Getting Started with NYC Traffic Data
-------------------------------------

.. code-block:: python

   from atlas_profiler import process_dataset
   import pandas as pd

   # Load sample NYC traffic volume data
   nyc_traffic_volume_sample_df = pd.read_csv(
       "hf://datasets/oscur/automated-traffic-volume-counts-sample/sample_traffic.csv"
   )

   nyc_traffic_volume_sample_df.head()

.. code-block:: python

   # Profile the dataset with geo classifier enabled
   profiled_columns = process_dataset(
       nyc_traffic_volume_sample_df,
       coverage=False,
       indexes=False,
       geo_classifier=True,
       load_max_size=1000000,
   )

   profiled_columns

Output Structure
================

The ``process_dataset`` function returns a dictionary containing comprehensive metadata about the profiled dataset. Here's a breakdown of the main fields based on the actual output:

**Dataset-level Information:**

- ``nb_rows``: Total number of rows in the dataset
- ``nb_profiled_rows``: Number of rows actually profiled (may be less if sampling was used)
- ``nb_columns``: Total number of columns
- ``nb_spatial_columns``: Number of columns identified as spatial
- ``nb_categorical_columns``: Number of columns identified as categorical
- ``nb_numerical_columns``: Number of columns identified as numerical
- ``types``: List of dataset-level type categories present (e.g., ``["categorical", "numerical", "spatial"]``)

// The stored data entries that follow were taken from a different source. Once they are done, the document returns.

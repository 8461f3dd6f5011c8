//! Reusable sliding-window computation kernels.
//!
//! The composite indicators in [`crate::indicators`] are assembled from
//! these engines: rolling extrema, the moving-average family, streaming
//! variance, Wilder's directional-movement system, and the Hilbert
//! Transform cycle machinery.

pub mod directional;
pub mod extrema;
pub mod hilbert;
pub mod moving_average;
pub mod variance;
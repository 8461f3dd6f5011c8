//! ta-engine: sliding-window technical analysis computation engine
//!
//! This crate computes technical indicators over arbitrary sub-ranges of
//! time series, writing compacted results into caller-provided buffers.
//!
//! # Features
//!
//! - **Range-based API**: every function takes an inclusive [`range::IndexRange`]
//!   and reports which input bars its output covers via [`range::OutputRange`]
//! - **Compacted output**: results start at index 0 of the output buffer,
//!   with no NaN warm-up prefix; the lookback is trimmed off the front of
//!   the requested range instead
//! - **Generics**: works with both `f32` and `f64` data types
//! - **Explicit configuration**: seeding compatibility and per-indicator
//!   unstable periods travel in a [`config::Settings`] value, never in
//!   global state
//!
//! # Quick Start
//!
//! ```
//! use ta_engine::prelude::*;
//!
//! let data = vec![1.0_f64, 2.0, 3.0, 4.0, 5.0];
//! let range = resolve_range(RangeSpec::full(), &[data.len()]).unwrap();
//! let mut out = vec![0.0; data.len()];
//!
//! let written = sma_into(&data, range, 3, &mut out).unwrap();
//! // First output bar is index 2 of the input; out[0] holds its value.
//! assert_eq!((written.first, written.len), (2, 3));
//! assert!((out[0] - 2.0).abs() < 1e-10);
//! ```
//!
//! # Available Indicators
//!
//! ## Kernels
//! - [`kernels::moving_average`]: SMA, WMA, EMA (classic and Metastock
//!   seeding), and the [`kernels::moving_average::MaKind`] dispatcher
//! - [`kernels::extrema`]: rolling max/min values and indices
//! - [`kernels::variance`]: rolling variance and standard deviation
//! - [`kernels::directional`]: true range, `+DI`, `-DI`, `DX`
//! - [`kernels::hilbert`]: the Hilbert Transform cycle engine
//!
//! ## Composites
//! - [`indicators::macd`], [`indicators::price_oscillator`]: moving-average
//!   difference oscillators
//! - [`indicators::rsi`], [`indicators::mfi`]: Wilder-smoothed gain/loss
//!   ratios
//! - [`indicators::adx`]: ADX and ADXR over the directional engine
//! - [`indicators::stochastic`], [`indicators::stochrsi`]: range-position
//!   oscillators
//! - [`indicators::bollinger`]: Bollinger Bands
//! - [`indicators::ht`]: dominant cycle period/phase, phasor, sine wave,
//!   trendline, and trend-mode classification
//!
//! # Error Handling
//!
//! All engine functions return [`Result<T, Error>`]. A requested range that
//! the lookback consumes entirely is not an error: it yields an empty
//! [`range::OutputRange`] with nothing written.
//!
//! ```
//! use ta_engine::prelude::*;
//!
//! let data = vec![1.0_f64, 2.0];
//! let range = resolve_range(RangeSpec::full(), &[data.len()]).unwrap();
//! let mut out = vec![0.0; 2];
//!
//! // Period longer than the data: valid call, empty result.
//! let written = sma_into(&data, range, 10, &mut out).unwrap();
//! assert!(written.is_empty());
//!
//! // An inverted range is an error before any computation starts.
//! assert!(resolve_range(RangeSpec::new(5, 3), &[data.len()]).is_err());
//! ```

#![deny(missing_docs)]
#![warn(clippy::all)]
#![warn(clippy::pedantic)]
#![warn(clippy::perf)]
#![warn(clippy::nursery)]
#![warn(clippy::needless_collect)]
#![warn(clippy::or_fun_call)]
#![warn(clippy::inefficient_to_string)]
#![warn(clippy::useless_conversion)]
#![allow(clippy::module_name_repetitions)]

pub mod config;
pub mod error;
pub mod indicators;
pub mod kernels;
pub mod prelude;
pub mod range;
pub mod traits;
pub mod utils;

// Re-export commonly used types at crate root
pub use config::{Compatibility, Settings, UnstableKind};
pub use error::{Error, Result};
pub use range::{resolve_range, IndexRange, OutputRange, RangeSpec};
pub use traits::{SeriesElement, ValidatedInput};
pub use utils::{approx_eq, approx_eq_relative, EPSILON, LOOSE_EPSILON};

**Column-level Information:**

- ``columns``: List of column metadata dictionaries, each containing:
  - ``name``: Column name
  - ``structural_type``: Detected structural type using schema.org URLs (e.g., ``"http://schema.org/Integer"``, ``"http://schema.org/Text"``, ``"http://schema.org/GeoCoordinates"``)
  - ``semantic_types``: List of semantic type annotations using schema.org URLs (e.g., ``["http://schema.org/identifier"]``, ``["http://schema.org/AdministrativeArea"]``, ``["http://schema.org/address"]``)
  - ``unclean_values_ratio``: Ratio of unclean/missing values (0.0 to 1.0)
  - ``num_distinct_values``: Number of unique values in the column
  - ``geo_classifier`` (optional): Geo classifier results for spatial columns, containing:

    - ``label``: Predicted spatial label (e.g., ``"borough"``, ``"point"``, ``"address"``)
    - ``confidence``: Confidence score (0.0 to 1.0)
    - ``source``: Source of the classification (e.g., ``"ml+validated"``, ``"ml"``)

**Additional Metadata:**

- ``attribute_keywords``: List of keywords extracted from all column names
- ``_profiling_times``: Performance timing information:
  - ``steps``: Dictionary of timing for each profiling step (in seconds)
  - ``total``: Total profiling time (in seconds)